**WORK TO COMPLETE:** Each line from the one that contains "fn default() ->" through the end of the entries should be repeated exactly, with nothing added.

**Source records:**
○ ○ ○

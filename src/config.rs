use std::{path::PathBuf, time::Duration};

use clap::Parser;

use crate::BoardInt;
use crate::error::ConfigError;

pub const DEFAULT_BOARD_SIZE: BoardInt = 10;
pub const DEFAULT_TICK_MS: u64 = 1000;

/// Snake on a wrap-around board. Arrow keys or WASD to steer, any other key quits.
#[derive(Parser, Debug)]
#[command(version, about)]
pub struct Cli {
    /// Edge length of the square board
    #[arg(short = 'n', long, default_value_t = DEFAULT_BOARD_SIZE, allow_negative_numbers = true)]
    pub size: BoardInt,

    /// Delay between two game steps, in milliseconds
    #[arg(long, default_value_t = DEFAULT_TICK_MS)]
    pub tick_ms: u64,

    /// Seed for pickup placement, random if omitted
    #[arg(long)]
    pub seed: Option<u64>,

    /// Write logs to this file (the terminal belongs to the game)
    #[arg(long)]
    pub log_file: Option<PathBuf>,
}

#[derive(Debug, Clone)]
pub struct GameConfig {
    pub board_size: BoardInt,
    pub tick: Duration,
    pub seed: Option<u64>,
}

impl GameConfig {
    pub fn new(board_size: BoardInt, tick: Duration, seed: Option<u64>) -> Result<Self, ConfigError> {
        if board_size <= 0 {
            return Err(ConfigError::BoardSize(board_size));
        }

        if tick.is_zero() {
            return Err(ConfigError::ZeroTick);
        }

        Ok(GameConfig { board_size, tick, seed })
    }
}

impl Default for GameConfig {
    fn default() -> Self {
        GameConfig {
            board_size: DEFAULT_BOARD_SIZE,
            tick: Duration::from_millis(DEFAULT_TICK_MS),
            seed: None,
        }
    }
}

impl TryFrom<&Cli> for GameConfig {
    type Error = ConfigError;

    fn try_from(cli: &Cli) -> Result<Self, Self::Error> {
        GameConfig::new(cli.size, Duration::from_millis(cli.tick_ms), cli.seed)
    }
}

○ ○ ○

**SOLUTION TO THE EXERCISE:**
    fn default() -> Self {
        GameConfig {
            board_size: DEFAULT_BOARD_SIZE,
            tick: Duration::from_millis(DEFAULT_TICK_MS),
            seed: None,
        }
    }
}

impl TryFrom<&Cli> for GameConfig {
    type Error = ConfigError;

    fn try_from(cli: &Cli) -> Result<Self, Self::Error> {
        GameConfig::new(cli.size, Duration::from_millis(cli.tick_ms), cli.seed)
    }
}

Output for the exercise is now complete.